Bug 8669 – TemplateThisParameter should change member function's qualifier
Status
RESOLVED
Resolution
FIXED
Severity
enhancement
Priority
P2
Component
dmd
Product
D
Version
D2
Platform
All
OS
All
Creation time
2012-09-16T07:49:00Z
Last change time
2013-03-11T22:06:12Z
Keywords
pull
Assigned to
nobody
Creator
k.hara.pg
Comments
Comment #0 by k.hara.pg — 2012-09-16T07:49:19Z
With current implementation, a member function with TemplateThisParameter is not generated based on each 'this' type.
struct X {
void foo(this T)() {}
}
void main() {
X mx;
mx.foo();
// T == X, and foo is mutable member function.
// then we can call it with mutable object.
immutable(X) ix;
ix.foo();
// T == immutable(X), but foo is still *mutable* member function.
// then we cannot call it with immutable object
}
foo is always instantiated as mutable member function, and always cannot be called with non-mutable object.
I think this is not convenient in many cases.
====
Enhancement:
If foo is called from immutable object, foo should be instantiated as immutable member function. Following is detailed explanation of compiler behavior to realize it.
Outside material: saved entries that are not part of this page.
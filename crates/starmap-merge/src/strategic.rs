//! N-way merge of catalog records from several named sources.

use std::collections::{BTreeMap, HashMap};

use chrono::{DateTime, Utc};
use serde_json::Value;
use tracing::{debug, warn};

use starmap_diff::{is_absent, FieldSpec, Record};
use starmap_provenance::{ProvenanceInfo, ProvenanceMap};
use starmap_types::{
    Author, FieldPath, MergeMode, MergePolicy, Model, ModelFeatures, Provider, ResourceType,
    SourceName,
};

use crate::authority::AuthorityTable;
use crate::error::{MergeError, MergeResult};
use crate::strategy::{pick_in_order, AuthorityStrategy, ResolutionStrategy};

/// Model sub-structures taken wholesale from a single source.
const WHOLESALE: [&str; 3] = ["limits", "pricing", "metadata"];

/// Model field roots handled by composite rules rather than field by field.
const MODEL_COMPOSITES: [&str; 4] = ["limits", "pricing", "metadata", "features"];

/// Merged records plus the provenance of every field that received a value.
#[derive(Clone, Debug, Default)]
pub struct StrategicOutcome<R> {
    /// One record per distinct ID, ordered by ID.
    pub merged: Vec<R>,
    pub provenance: ProvenanceMap,
}

/// Merges records from catalog sources using an [`AuthorityTable`].
///
/// Records are grouped by ID across sources. Each field is resolved by
/// [`AuthorityStrategy`] among the sources that supplied a non-absent value.
/// For models, `limits`, `pricing` and `metadata` are taken wholesale from one
/// source and capability flags are combined by the feature rule.
#[derive(Clone, Debug, Default)]
pub struct StrategicMerger {
    table: AuthorityTable,
    timestamp: Option<DateTime<Utc>>,
}

/// All records sharing one ID, keyed by the source that supplied them.
struct Group<'a, R> {
    id: &'a str,
    records: BTreeMap<SourceName, &'a R>,
}

impl StrategicMerger {
    pub fn new(table: AuthorityTable) -> Self {
        Self {
            table,
            timestamp: None,
        }
    }

    /// Use `timestamp` instead of the wall clock for `updated_at` and for
    /// provenance entries.
    pub fn at(mut self, timestamp: DateTime<Utc>) -> Self {
        self.timestamp = Some(timestamp);
        self
    }

    pub fn table(&self) -> &AuthorityTable {
        &self.table
    }

    pub fn merge_models(
        &self,
        sources: &HashMap<SourceName, Vec<Model>>,
    ) -> MergeResult<StrategicOutcome<Model>> {
        self.merge_records(sources, &MODEL_COMPOSITES, Self::merge_model_composites)
    }

    pub fn merge_providers(
        &self,
        sources: &HashMap<SourceName, Vec<Provider>>,
    ) -> MergeResult<StrategicOutcome<Provider>> {
        self.merge_records(sources, &[], |_, _, _, _, _| {})
    }

    pub fn merge_authors(
        &self,
        sources: &HashMap<SourceName, Vec<Author>>,
    ) -> MergeResult<StrategicOutcome<Author>> {
        self.merge_records(sources, &[], |_, _, _, _, _| {})
    }

    fn merge_records<R, F>(
        &self,
        sources: &HashMap<SourceName, Vec<R>>,
        composite_roots: &[&str],
        composite: F,
    ) -> MergeResult<StrategicOutcome<R>>
    where
        R: Record,
        F: Fn(&Self, &Group<'_, R>, &mut R, &mut ProvenanceMap, DateTime<Utc>),
    {
        let now = self.timestamp.unwrap_or_else(Utc::now);
        let groups = group_by_id(sources)?;
        let mut outcome = StrategicOutcome {
            merged: Vec::with_capacity(groups.len()),
            provenance: ProvenanceMap::new(),
        };

        for group in groups.values() {
            let mut merged = R::with_id(group.id);

            for spec in R::fields() {
                if composite_roots
                    .iter()
                    .any(|root| spec.field_path().starts_with(root))
                {
                    continue;
                }
                self.resolve_field(spec, group, &mut merged, &mut outcome.provenance, now);
            }
            composite(self, group, &mut merged, &mut outcome.provenance, now);

            let created_at = pick_in_order(
                self.table.default_order(MergeMode::Strategic).iter().copied(),
                &group
                    .records
                    .iter()
                    .filter_map(|(source, record)| record.created_at().map(|ts| (*source, ts)))
                    .collect(),
            )
            .map_or(now, |(_, ts)| *ts);
            merged.set_timestamps(Some(created_at), Some(now));

            outcome.merged.push(merged);
        }

        debug!(
            resource = %R::RESOURCE_TYPE,
            sources = sources.len(),
            records = outcome.merged.len(),
            fields = outcome.provenance.len(),
            "strategic merge complete"
        );
        Ok(outcome)
    }

    /// Resolve one field and write the winner into `merged`. A value that
    /// fails to decode is dropped and the next candidate is tried.
    fn resolve_field<R: Record>(
        &self,
        spec: &FieldSpec<R>,
        group: &Group<'_, R>,
        merged: &mut R,
        provenance: &mut ProvenanceMap,
        now: DateTime<Utc>,
    ) {
        let path = spec.field_path();
        let mut candidates: BTreeMap<SourceName, Value> = group
            .records
            .iter()
            .map(|(source, record)| (*source, spec.get(record)))
            .filter(|(_, value)| !is_absent(value))
            .collect();
        let strategy = AuthorityStrategy::new(&self.table, MergeMode::Strategic);

        while let Some(resolved) = strategy.resolve(R::RESOURCE_TYPE, &path, &candidates) {
            match spec.set(merged, resolved.value.clone()) {
                Ok(()) => {
                    let info = ProvenanceInfo::new(resolved.source, path, resolved.value, now);
                    provenance.track_field(R::RESOURCE_TYPE, group.id, info);
                    return;
                }
                Err(err) => {
                    warn!(
                        resource = %R::RESOURCE_TYPE,
                        id = group.id,
                        field = %path,
                        source = %resolved.source,
                        error = %err,
                        "dropping undecodable value"
                    );
                    candidates.remove(&resolved.source);
                }
            }
        }
    }

    fn merge_model_composites(
        &self,
        group: &Group<'_, Model>,
        merged: &mut Model,
        provenance: &mut ProvenanceMap,
        now: DateTime<Utc>,
    ) {
        for root in WHOLESALE {
            let winner = match root {
                "limits" => self
                    .wholesale(root, group, |m| m.limits.as_ref())
                    .map(|(source, limits)| {
                        merged.limits = Some(*limits);
                        source
                    }),
                "pricing" => self
                    .wholesale(root, group, |m| m.pricing.as_ref())
                    .map(|(source, pricing)| {
                        merged.pricing = Some(pricing.clone());
                        source
                    }),
                _ => self
                    .wholesale(root, group, |m| m.metadata.as_ref())
                    .map(|(source, metadata)| {
                        merged.metadata = Some(metadata.clone());
                        source
                    }),
            };
            if let Some(source) = winner {
                track_subtree(&*merged, root, source, group.id, provenance, now);
            }
        }

        self.merge_features(group, merged, provenance, now);
    }

    /// Pick a sub-structure from one source: the authority, then the
    /// aggregators, then the fallback order. Default-valued sub-structures
    /// count as absent.
    fn wholesale<'a, T>(
        &self,
        root: &str,
        group: &Group<'a, Model>,
        get: impl Fn(&'a Model) -> Option<&'a T>,
    ) -> Option<(SourceName, &'a T)>
    where
        T: Default + PartialEq + 'a,
    {
        let path = FieldPath::from(root);
        let candidates: BTreeMap<SourceName, &T> = group
            .records
            .iter()
            .filter_map(|(source, model)| get(*model).map(|value| (*source, value)))
            .filter(|(_, value)| **value != T::default())
            .collect();

        let mut order: Vec<SourceName> = self
            .table
            .get_authority(&path, ResourceType::Model)
            .map(|authority| authority.source)
            .into_iter()
            .collect();
        order.extend(SourceName::AGGREGATORS);
        order.extend(self.table.priority(MergeMode::Strategic, ResourceType::Model, &path));

        pick_in_order(order, &candidates).map(|(source, value)| (source, *value))
    }

    /// Provider API features are current truth when present; otherwise the
    /// fallback order picks a base. Flags the aggregators report are then
    /// OR'd in, except flags the provider API owns when it supplied the base.
    fn merge_features(
        &self,
        group: &Group<'_, Model>,
        merged: &mut Model,
        provenance: &mut ProvenanceMap,
        now: DateTime<Utc>,
    ) {
        let candidates: BTreeMap<SourceName, &ModelFeatures> = group
            .records
            .iter()
            .filter_map(|(source, model)| model.features.as_ref().map(|f| (*source, f)))
            .filter(|(_, features)| **features != ModelFeatures::default())
            .collect();
        let root = FieldPath::from("features");

        let base = match candidates.get(&SourceName::ProviderApi) {
            Some(features) => Some((SourceName::ProviderApi, *features)),
            None => AuthorityStrategy::new(&self.table, MergeMode::Strategic)
                .pick(ResourceType::Model, &root, &candidates)
                .map(|(source, features)| (source, *features)),
        };
        let Some((base_source, base)) = base else {
            return;
        };
        merged.features = Some(base.clone());
        track_subtree(&*merged, "features", base_source, group.id, provenance, now);

        let flags = Model::fields()
            .iter()
            .filter(|spec| spec.field_path().starts_with("features"))
            .filter(|spec| self.table.policy_for(spec) == MergePolicy::BooleanOr);

        for spec in flags {
            let path = spec.field_path();
            let owned_by_api = base_source == SourceName::ProviderApi
                && self
                    .table
                    .get_authority(&path, ResourceType::Model)
                    .is_some_and(|authority| authority.source == SourceName::ProviderApi);
            if owned_by_api || spec.get(merged) == Value::Bool(true) {
                continue;
            }

            let reported = SourceName::AGGREGATORS.into_iter().find(|source| {
                group
                    .records
                    .get(source)
                    .is_some_and(|model| spec.get(model) == Value::Bool(true))
            });
            let Some(source) = reported else {
                continue;
            };

            match spec.set(merged, Value::Bool(true)) {
                Ok(()) => {
                    let info = ProvenanceInfo::new(source, path, Value::Bool(true), now);
                    provenance.track_field(ResourceType::Model, group.id, info);
                }
                Err(err) => warn!(
                    id = group.id,
                    field = %path,
                    error = %err,
                    "failed to set capability flag"
                ),
            }
        }
    }
}

/// Track every non-absent field under `root` of `merged` as won by `source`.
fn track_subtree<R: Record>(
    merged: &R,
    root: &str,
    source: SourceName,
    id: &str,
    provenance: &mut ProvenanceMap,
    now: DateTime<Utc>,
) {
    for spec in R::fields().iter().filter(|spec| spec.field_path().starts_with(root)) {
        let value = spec.get(merged);
        if is_absent(&value) || value == Value::Bool(false) {
            continue;
        }
        let info = ProvenanceInfo::new(source, spec.field_path(), value, now);
        provenance.track_field(R::RESOURCE_TYPE, id, info);
    }
}

/// Group records by ID, iterating sources in [`SourceName`] order.
///
/// Records with an empty ID are skipped; a repeated ID within one source
/// keeps the first occurrence.
fn group_by_id<R: Record>(
    sources: &HashMap<SourceName, Vec<R>>,
) -> MergeResult<BTreeMap<&str, Group<'_, R>>> {
    let mut names: Vec<SourceName> = sources.keys().copied().collect();
    names.sort();

    let mut groups: BTreeMap<&str, Group<'_, R>> = BTreeMap::new();
    for name in names {
        if name.mode() != MergeMode::Strategic {
            return Err(MergeError::InvalidSource {
                name,
                mode: MergeMode::Strategic,
            });
        }
        for record in sources.get(&name).into_iter().flatten() {
            let id = record.id();
            if id.is_empty() {
                warn!(resource = %R::RESOURCE_TYPE, source = %name, "skipping record without id");
                continue;
            }
            let group = groups.entry(id).or_insert_with(|| Group {
                id,
                records: BTreeMap::new(),
            });
            if group.records.contains_key(&name) {
                debug!(
                    resource = %R::RESOURCE_TYPE,
                    id,
                    source = %name,
                    "ignoring duplicate record"
                );
                continue;
            }
            group.records.insert(name, record);
        }
    }
    Ok(groups)
}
The declaration of foo is expanded as like follows.
struct X {
template foo(this T) {
void foo() {}
}
}
If T is immutable type, compiler would wrap the template body into StorageClassDeclaration.
struct X {
template foo(this T) { // if T == immutable
immutable{ // <-- automatically wrapped by the compiler
void foo() {} // now foo is immutable member function
}
}
template foo(this T) { // if T == const
const{ // <-- automatically wrapped by the compiler
void foo() {} // now foo is const member function
}
}
// as well, if T == shared, shared const, inout, and shared inout
}
This would make forwarding operations more convenient, e.g. std.typecons.Proxy.